I think you have to rename this map to "Marla Singer's World Map 1.13" in order for the civ placement program to work.

After doing some editing I have moved the map to its own thread. There are more pics there.

http://forums.civfanatics.com/showthread.php?s=&threadid=12771
 
The civ placement doesn't require the map (.bic file) to be renamed.
You just need to load that custom version of the map and then save the game as FIX.SAV.
The placement will put each civ to their correct locations.
:)
 
Originally posted by Bamspeedy
I definitely like some of the adjustments you have made to Marla's map. The way it was set up before, it was way too easy for the european countries to make it to North America, way too early in the game (too much coast for the galleys to travel on). Because of the easy travel, that is probably why she said the AI settles everywhere!
However, although it seems logical to give the Celts and Japanese map making at the start, the problem I see is that it allows them to build the Great Lighthouse before any other nation had even discovered Map Making. The Great Lighthouse built before the Pyramids!?!? And any civ that did build the Great Lighthouse would be able to colonize the Americas well before any other nation.
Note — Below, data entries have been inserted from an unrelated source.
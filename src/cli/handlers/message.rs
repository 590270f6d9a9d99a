use super::common::HandlerContext;
use super::time::describe_entries;
use crate::accounting::{ContractTimeAccounting, parse_duration};
use crate::auth::permission::ORGA_CREATE_TICKETS_TIME_SPENT;
use crate::cli::output::OutputFormatter;
use crate::core::MessageVia;
use crate::error::Result;
use crate::service::TicketDesk;

/// Handler for `message add`
///
/// Time spent given with `--time` is linked to the new message. It is
/// checked before anything is written so a refused time entry never leaves
/// a dangling message.
pub fn handle_message_add(
    ctx: &HandlerContext,
    reference: &str,
    content: &str,
    confidential: bool,
    time: Option<&str>,
    output: &OutputFormatter,
) -> Result<()> {
    let user = ctx.session()?;
    let mut ticket = ctx.ticket(&user, reference)?;
    let minutes = match time {
        Some(time) => {
            ctx.require_on(&user, ORGA_CREATE_TICKETS_TIME_SPENT, &ticket)?;
            Some(parse_duration(time)?)
        },
        None => None,
    };

    let desk = TicketDesk::new(&ctx.storage, &ctx.authorizer);
    let message = desk.answer(&user.id, &mut ticket, content, confidential, MessageVia::Webapp, None)?;
    let entries = match minutes {
        Some(minutes) => ContractTimeAccounting::new(&ctx.storage).log_time(
            &ticket,
            minutes,
            &user.id,
            Some(message.id.clone()),
        )?,
        None => Vec::new(),
    };
    let notification = ctx.notify_message(&ticket, &message);

    if output.is_json() {
        output.print_json(&serde_json::json!({
            "status": "success",
            "ticket": ticket.number,
            "message": message,
            "time_spent": entries,
            "notified": notification.map(|n| n.to),
        }))?;
    } else {
        let kind = if confidential { "confidential message" } else { "message" };
        output.success(&format!("Added {kind} to ticket {}", ticket.reference()));
        if !entries.is_empty() {
            output.info(&format!("Time spent: {}", describe_entries(ctx, &entries)));
        }
        if let Some(notification) = notification {
            output.info(&format!("Notified: {}", notification.to.join(", ")));
        }
    }
    Ok(())
}

#[cfg(test)]
mod tests {
    use super::*;
    use crate::cli::handlers::handle_ticket_status;
    use crate::core::{Status, Ticket};
    use crate::error::BiletoError;
    use crate::storage::{Lookups, Repository};
    use crate::test_utils::TestProject;

    const ALIX: &str = "alix@acme.com";

    fn project() -> TestProject {
        let project = TestProject::new();
        project.add_organization("Acme", "acme.com");
        project.add_user(ALIX, None);
        project
    }

    #[test]
    fn test_message_with_time_spent() {
        let project = project();
        let ticket = project.open_ticket(ALIX, "Slow network");
        let admin = project.context(None);

        handle_message_add(&admin, &ticket.number.to_string(), "Checking the switch", false, Some("1h"), &project.output)
            .unwrap();

        let messages = admin.storage.messages_of(&ticket.id).unwrap();
        assert_eq!(messages.len(), 2);
        let entries = admin.storage.time_spents_of(&ticket.id).unwrap();
        assert_eq!(entries.len(), 1);
        assert_eq!(entries[0].real_time, 60);
        let answer = messages.iter().find(|m| m.content == "Checking the switch").unwrap();
        assert_eq!(entries[0].message_id.as_ref(), Some(&answer.id));
    }

    #[test]
    fn test_requester_answer_reopens_pending_ticket() {
        let project = project();
        let ticket = project.open_ticket(ALIX, "Password reset");
        let admin = project.context(None);
        handle_ticket_status(&admin, &ticket.number.to_string(), "pending", &project.output)
            .unwrap();

        let alix = project.context(Some(ALIX));
        handle_message_add(&alix, &ticket.number.to_string(), "Here is the info", false, None, &project.output)
            .unwrap();
        let ticket = alix.storage.load::<Ticket>(&ticket.id).unwrap();
        assert_eq!(ticket.status, Status::InProgress);
    }

    #[test]
    fn test_requester_cannot_post_confidential_messages() {
        let project = project();
        let ticket = project.open_ticket(ALIX, "Wifi");

        let alix = project.context(Some(ALIX));
        let result = handle_message_add(&alix, &ticket.number.to_string(), "Secret", true, None, &project.output);
        assert!(matches!(result, Err(BiletoError::PermissionDenied { .. })));
        assert_eq!(alix.storage.messages_of(&ticket.id).unwrap().len(), 1);
    }

    #[test]
    fn test_time_is_checked_before_posting() {
        let project = project();
        let ticket = project.open_ticket(ALIX, "Printer jam");

        let alix = project.context(Some(ALIX));
        let result = handle_message_add(&alix, &ticket.number.to_string(), "Done", false, Some("10m"), &project.output);
        assert!(result.is_err());
        assert_eq!(alix.storage.messages_of(&ticket.id).unwrap().len(), 1);
    }
}
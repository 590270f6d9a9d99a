use crate::core::{
    Contract, Label, Message, Organization, Team, Ticket, TicketId, TimeSpent, User,
};
use crate::error::Result;
use serde::Serialize;
use serde::de::DeserializeOwned;
use std::fmt::Display;

/// A record persisted in its own collection
pub trait Entity: Serialize + DeserializeOwned {
    /// Identifier type of the record
    type Id: Display;

    /// Directory name of the collection
    const COLLECTION: &'static str;

    /// Human readable kind, used in error messages
    const KIND: &'static str;

    fn id(&self) -> &Self::Id;
}

/// Repository trait for record storage operations
///
/// This trait defines the interface for storing and retrieving records of
/// any [`Entity`] kind, allowing for different storage implementations.
pub trait Repository {
    /// Saves a record, replacing any previous version
    fn save<E: Entity>(&self, entity: &E) -> Result<()>;

    /// Loads a record by ID
    fn load<E: Entity>(&self, id: &E::Id) -> Result<E>;

    /// Loads all records of a collection
    fn load_all<E: Entity>(&self) -> Result<Vec<E>>;

    /// Deletes a record by ID
    fn delete<E: Entity>(&self, id: &E::Id) -> Result<()>;

    /// Reserves the next ticket number of the project
    fn next_ticket_number(&self) -> Result<u64>;

    /// Makes sure numbers up to `number` are never handed out again
    fn reserve_ticket_numbers(&self, number: u64) -> Result<()>;

    /// Checks if a record exists by ID
    fn exists<E: Entity>(&self, id: &E::Id) -> Result<bool> {
        match self.load::<E>(id) {
            Ok(_) => Ok(true),
            Err(e) if e.is_not_found() => Ok(false),
            Err(e) => Err(e),
        }
    }

    /// Finds records matching a predicate
    fn find<E, F>(&self, predicate: F) -> Result<Vec<E>>
    where
        E: Entity,
        F: Fn(&E) -> bool,
    {
        Ok(self.load_all::<E>()?.into_iter().filter(predicate).collect())
    }

    /// Counts records matching a predicate
    fn count<E, F>(&self, predicate: F) -> Result<usize>
    where
        E: Entity,
        F: Fn(&E) -> bool,
    {
        Ok(self.load_all::<E>()?.iter().filter(|e| predicate(e)).count())
    }
}

/// Lookups shared by the services, available on every repository
pub trait Lookups: Repository {
    fn find_user_by_email(&self, email: &str) -> Result<Option<User>> {
        Ok(self
            .find::<User, _>(|u| u.has_email(email))?
            .into_iter()
            .next())
    }

    fn find_organization_by_name(&self, name: &str) -> Result<Option<Organization>> {
        Ok(self
            .find::<Organization, _>(|o| o.name.eq_ignore_ascii_case(name.trim()))?
            .into_iter()
            .next())
    }

    fn find_organization_by_domain(&self, domain: &str) -> Result<Option<Organization>> {
        Ok(self
            .find::<Organization, _>(|o| o.owns_domain(domain))?
            .into_iter()
            .next())
    }

    fn find_team_by_name(&self, name: &str) -> Result<Option<Team>> {
        Ok(self
            .find::<Team, _>(|t| t.name.eq_ignore_ascii_case(name.trim()))?
            .into_iter()
            .next())
    }

    fn find_label_by_name(&self, name: &str) -> Result<Option<Label>> {
        Ok(self
            .find::<Label, _>(|l| l.name.eq_ignore_ascii_case(name.trim()))?
            .into_iter()
            .next())
    }

    fn find_ticket_by_number(&self, number: u64) -> Result<Option<Ticket>> {
        Ok(self
            .find::<Ticket, _>(|t| t.number == number)?
            .into_iter()
            .next())
    }

    /// Messages of a ticket in chronological order
    fn messages_of(&self, ticket_id: &TicketId) -> Result<Vec<Message>> {
        let mut messages = self.find::<Message, _>(|m| m.ticket_id == *ticket_id)?;
        messages.sort_by_key(|m| m.created_at);
        Ok(messages)
    }

    /// Time spent on a ticket in chronological order
    fn time_spents_of(&self, ticket_id: &TicketId) -> Result<Vec<TimeSpent>> {
        let mut entries = self.find::<TimeSpent, _>(|t| t.ticket_id == *ticket_id)?;
        entries.sort_by_key(|t| t.created_at);
        Ok(entries)
    }

    /// Contracts of an organization, most recent first
    fn contracts_of(&self, organization: &Organization) -> Result<Vec<Contract>> {
        let mut contracts =
            self.find::<Contract, _>(|c| c.organization_id == organization.id)?;
        contracts.sort_by(|a, b| b.start_at.cmp(&a.start_at));
        Ok(contracts)
    }
}

/// Implementation of Lookups for every repository
impl<T> Lookups for T where T: Repository {}
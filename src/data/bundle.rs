use crate::auth::{Authorization, Role};
use crate::core::{Contract, Label, Message, Organization, Team, Ticket, TimeSpent, User};
use crate::error::Result;
use crate::storage::Repository;
use chrono::{DateTime, Utc};
use serde::{Deserialize, Serialize};

pub const BUNDLE_VERSION: u32 = 1;

/// Every record of a project, as exported and imported
///
/// The mailbox and the outbox are transient and not part of a bundle.
#[derive(Debug, Clone, Serialize, Deserialize)]
pub struct Bundle {
    pub version: u32,
    pub exported_at: DateTime<Utc>,
    #[serde(default)]
    pub organizations: Vec<Organization>,
    #[serde(default)]
    pub roles: Vec<Role>,
    #[serde(default)]
    pub users: Vec<User>,
    #[serde(default)]
    pub authorizations: Vec<Authorization>,
    #[serde(default)]
    pub teams: Vec<Team>,
    #[serde(default)]
    pub labels: Vec<Label>,
    #[serde(default)]
    pub contracts: Vec<Contract>,
    #[serde(default)]
    pub tickets: Vec<Ticket>,
    #[serde(default)]
    pub messages: Vec<Message>,
    #[serde(default)]
    pub time_spents: Vec<TimeSpent>,
}

impl Default for Bundle {
    fn default() -> Self {
        Self {
            version: BUNDLE_VERSION,
            exported_at: Utc::now(),
            organizations: Vec::new(),
            roles: Vec::new(),
            users: Vec::new(),
            authorizations: Vec::new(),
            teams: Vec::new(),
            labels: Vec::new(),
            contracts: Vec::new(),
            tickets: Vec::new(),
            messages: Vec::new(),
            time_spents: Vec::new(),
        }
    }
}

impl Bundle {
    /// Gather all the records of a repository
    pub fn export<R: Repository>(repo: &R) -> Result<Self> {
        let mut tickets: Vec<Ticket> = repo.load_all()?;
        tickets.sort_by_key(|t| t.number);
        let mut messages: Vec<Message> = repo.load_all()?;
        messages.sort_by_key(|m| m.created_at);

        Ok(Self {
            organizations: repo.load_all()?,
            roles: repo.load_all()?,
            users: repo.load_all()?,
            authorizations: repo.load_all()?,
            teams: repo.load_all()?,
            labels: repo.load_all()?,
            contracts: repo.load_all()?,
            tickets,
            messages,
            time_spents: repo.load_all()?,
            ..Self::default()
        })
    }

    /// Number of records in the bundle
    pub fn len(&self) -> usize {
        self.organizations.len()
            + self.roles.len()
            + self.users.len()
            + self.authorizations.len()
            + self.teams.len()
            + self.labels.len()
            + self.contracts.len()
            + self.tickets.len()
            + self.messages.len()
            + self.time_spents.len()
    }

    pub fn is_empty(&self) -> bool {
        self.len() == 0
    }
}
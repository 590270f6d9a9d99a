use super::validation::validate_name;
use super::{LabelId, TeamId, UserId};
use crate::error::{BiletoError, Result};
use chrono::{DateTime, Utc};
use serde::{Deserialize, Serialize};
use std::fmt;
use std::str::FromStr;

/// A group of agents tickets can be assigned to
#[derive(Debug, Clone, PartialEq, Eq, Serialize, Deserialize)]
pub struct Team {
    pub id: TeamId,
    pub name: String,
    #[serde(default)]
    pub agents: Vec<UserId>,
    /// Tickets assigned to the team are under its responsibility
    #[serde(default)]
    pub is_responsible: bool,
    pub created_at: DateTime<Utc>,
}

impl Team {
    pub fn new(name: impl Into<String>) -> Result<Self> {
        let name = name.into().trim().to_string();
        validate_name("Team name", &name)?;
        Ok(Self {
            id: TeamId::new(),
            name,
            agents: Vec::new(),
            is_responsible: false,
            created_at: Utc::now(),
        })
    }

    /// Add an agent; returns false if already a member
    pub fn add_agent(&mut self, user_id: UserId) -> bool {
        if self.agents.contains(&user_id) {
            return false;
        }
        self.agents.push(user_id);
        true
    }

    pub fn has_agent(&self, user_id: &UserId) -> bool {
        self.agents.contains(user_id)
    }
}

/// Colors a label can be displayed with
#[derive(Debug, Clone, Copy, PartialEq, Eq, Default, Serialize, Deserialize)]
#[serde(rename_all = "lowercase")]
pub enum LabelColor {
    #[default]
    Grey,
    Primary,
    Blue,
    Green,
    Orange,
    Red,
}

impl fmt::Display for LabelColor {
    fn fmt(&self, f: &mut fmt::Formatter<'_>) -> fmt::Result {
        let s = match self {
            Self::Grey => "grey",
            Self::Primary => "primary",
            Self::Blue => "blue",
            Self::Green => "green",
            Self::Orange => "orange",
            Self::Red => "red",
        };
        write!(f, "{s}")
    }
}

impl FromStr for LabelColor {
    type Err = BiletoError;

    fn from_str(s: &str) -> Result<Self> {
        match s.to_lowercase().as_str() {
            "grey" | "gray" => Ok(Self::Grey),
            "primary" => Ok(Self::Primary),
            "blue" => Ok(Self::Blue),
            "green" => Ok(Self::Green),
            "orange" => Ok(Self::Orange),
            "red" => Ok(Self::Red),
            _ => Err(BiletoError::InvalidInput(format!(
                "Invalid color: {s}. Must be one of: grey, primary, blue, green, orange, red"
            ))),
        }
    }
}

/// A tag agents put on tickets to classify them
#[derive(Debug, Clone, PartialEq, Eq, Serialize, Deserialize)]
pub struct Label {
    pub id: LabelId,
    pub name: String,
    #[serde(default)]
    pub description: String,
    #[serde(default)]
    pub color: LabelColor,
}

impl Label {
    pub fn new(name: impl Into<String>, color: LabelColor) -> Result<Self> {
        let name = name.into().trim().to_string();
        validate_name("Label name", &name)?;
        Ok(Self {
            id: LabelId::new(),
            name,
            description: String::new(),
            color,
        })
    }
}
//! Named queries, reusable as `@name` in other queries

use super::Query;
use crate::error::{BiletoError, Result};
use crate::storage::write_atomically;
use chrono::{DateTime, Utc};
use once_cell::sync::Lazy;
use regex::{Captures, Regex};
use serde::{Deserialize, Serialize};
use std::collections::BTreeMap;
use std::fs;
use std::path::{Path, PathBuf};

const SEARCHES_FILE: &str = "searches.yaml";

/// Views available in every project
pub const BUILTIN_SEARCHES: &[(&str, &str)] = &[
    ("owned", "status:open assignee:@me"),
    ("unassigned", "status:open no:assignee"),
    ("involved", "status:open involves:@me"),
    ("all", ""),
];

static REFERENCE_PATTERN: Lazy<Regex> = Lazy::new(|| {
    Regex::new(r"(^|[\s(])@([A-Za-z0-9_-]+)").expect("saved search reference pattern is valid")
});

/// A saved search definition
#[derive(Debug, Clone, PartialEq, Eq, Serialize, Deserialize)]
pub struct SavedSearch {
    pub name: String,
    pub query: String,
    pub description: Option<String>,
    pub created_at: DateTime<Utc>,
}

/// Saved searches of a project
#[derive(Debug, Default, Serialize, Deserialize)]
pub struct SavedSearches {
    pub searches: BTreeMap<String, SavedSearch>,
}

impl SavedSearches {
    fn path(data_dir: &Path) -> PathBuf {
        data_dir.join(SEARCHES_FILE)
    }

    /// Load saved searches from the data directory, empty when none were saved
    pub fn load(data_dir: &Path) -> Result<Self> {
        let path = Self::path(data_dir);
        if !path.exists() {
            return Ok(Self::default());
        }

        let content = fs::read_to_string(&path)?;
        serde_yaml::from_str(&content).map_err(|e| {
            BiletoError::ParseError(format!("Failed to parse {}: {e}", path.display()))
        })
    }

    pub fn save(&self, data_dir: &Path) -> Result<()> {
        write_atomically(&Self::path(data_dir), &serde_yaml::to_string(self)?)
    }

    fn is_builtin(name: &str) -> bool {
        BUILTIN_SEARCHES.iter().any(|(builtin, _)| *builtin == name)
    }

    /// Add a search after checking its name and query
    pub fn add(
        &mut self,
        name: &str,
        query: &str,
        description: Option<String>,
    ) -> Result<&SavedSearch> {
        let name = name.trim().trim_start_matches('@').to_lowercase();
        if name.is_empty()
            || !name
                .chars()
                .all(|c| c.is_ascii_alphanumeric() || c == '-' || c == '_')
        {
            return Err(BiletoError::InvalidInput(format!(
                "Invalid search name '{name}'. Use letters, digits, '-' and '_'"
            )));
        }
        if Self::is_builtin(&name) || self.searches.contains_key(&name) {
            return Err(BiletoError::AlreadyExists {
                kind: "Saved search",
                name,
            });
        }

        // Fails early on syntax errors and unknown references
        Query::parse(&self.expand(query)?)?;

        let search = SavedSearch {
            name: name.clone(),
            query: query.trim().to_string(),
            description,
            created_at: Utc::now(),
        };
        Ok(self.searches.entry(name).or_insert(search))
    }

    /// Remove a search by name
    pub fn remove(&mut self, name: &str) -> Result<SavedSearch> {
        let name = name.trim_start_matches('@');
        if Self::is_builtin(name) {
            return Err(BiletoError::InvalidInput(format!(
                "'{name}' is a built-in search and cannot be deleted"
            )));
        }
        self.searches
            .remove(name)
            .ok_or_else(|| BiletoError::not_found("Saved search", name))
    }

    /// The query of a saved or built-in search
    pub fn get(&self, name: &str) -> Option<&str> {
        self.searches.get(name).map(|s| s.query.as_str()).or_else(|| {
            BUILTIN_SEARCHES
                .iter()
                .find(|(builtin, _)| *builtin == name)
                .map(|(_, query)| *query)
        })
    }

    /// Replace every `@name` in the query by the referenced query, in parentheses
    ///
    /// `@me` is left alone. References inside saved queries are not expanded
    /// again.
    pub fn expand(&self, query: &str) -> Result<String> {
        let mut unknown = None;
        let expanded = REFERENCE_PATTERN.replace_all(query, |caps: &Captures<'_>| {
            let prefix = &caps[1];
            let name = caps[2].to_lowercase();
            if name == "me" {
                return caps[0].to_string();
            }
            match self.get(&name) {
                Some("") => prefix.to_string(),
                Some(saved) => format!("{prefix}({saved})"),
                None => {
                    unknown.get_or_insert(name);
                    caps[0].to_string()
                },
            }
        });

        match unknown {
            Some(name) => Err(BiletoError::not_found("Saved search", format!("@{name}"))),
            None => Ok(expanded.into_owned()),
        }
    }

    /// Built-in and saved searches as `(name, query, is_builtin)`
    pub fn all(&self) -> Vec<(&str, &str, bool)> {
        BUILTIN_SEARCHES
            .iter()
            .map(|(name, query)| (*name, *query, true))
            .chain(
                self.searches
                    .values()
                    .map(|s| (s.name.as_str(), s.query.as_str(), false)),
            )
            .collect()
    }
}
After playing on this map for a while, I think I should add a thin strip of sea around the coasts, just to give early boats a bit more room to manoeuvre around one another and to help stay out of other nation's territory.

I agree with what you're saying about giving the Celts and Japanese mapmaking. It does give them an unnatural headstart. In my current game the Japanese did indeed build the Great Lighthouse before anyone else, yet seemed strangely reluctant to leave their islands, preferring to colonise crappy tundra islands before sailing to the mainland. No point giving them mapmaking in that case.

Paul
 
Originally posted by Blakis Maximus
There must be some way to make tundra and desert behave like mountains. Also, it's important to keep in mind that catapults and such are unable to travel on mountains. I'm not sure if this would make sense for tundra and desert tiles.

Well we don't want to make tundra and desert act like mountains, we just want to prevent anyone settling there. There's probably a flag which controls this. I've been looking at the .bic file with a hex editor and I think I've found the part that controls it, unfortunately I don't know what the numbers mean. Maybe time for a bit of experimentation?

Anyone experienced with hex editing out there who could figure it out?

Paul
 
Originally posted by redtom
Why don't you make desert and tundra not have any food? As it extremely difficult to take food out of the sahara (i should know i've been there.) This alter discourage ppl from settling on unfit land.

Well desert doesn't give any food anyway, so I doubt that reducing food to zero on tundra would help. I know tundra looks like ice in the game, but it's not frozen all year round.

The key problem is that whenever you settle a city, it automatically gets at least two food and one shield, no matter where you build it. This is why it's possible to settle on desert and tundra in the game.

This is wrong IMO. How can deciding to make a city in the middle of the Sahara suddenly make the land underneath magically fertile? This is just stupid. And I imagine this would be difficult if not impossible to change.

So the only way to stop it is to prevent settlers from building cities on desert and tundra in the first place.

Paul
 
Originally posted by wilboman
I'm half Viking (Norwegian) and half Irish.
It just so happens that both a Viking explorer (Leif Erikson, look him up), and an Irish saint (Brendan the Navigator), made it to the Americas before 1000 AD. As did Breton fishermen. AND there have been made subsequent expeditions to prove it. They found Viking settlements on Nova Scotia and Newfoundland. So you're not all right there. The reason they disappeared was because they weren't interested in staying. The natives were too dangerous. But I do see your reasoning, however. It would be boring if the Americas were colonized too early. It's more fun this way.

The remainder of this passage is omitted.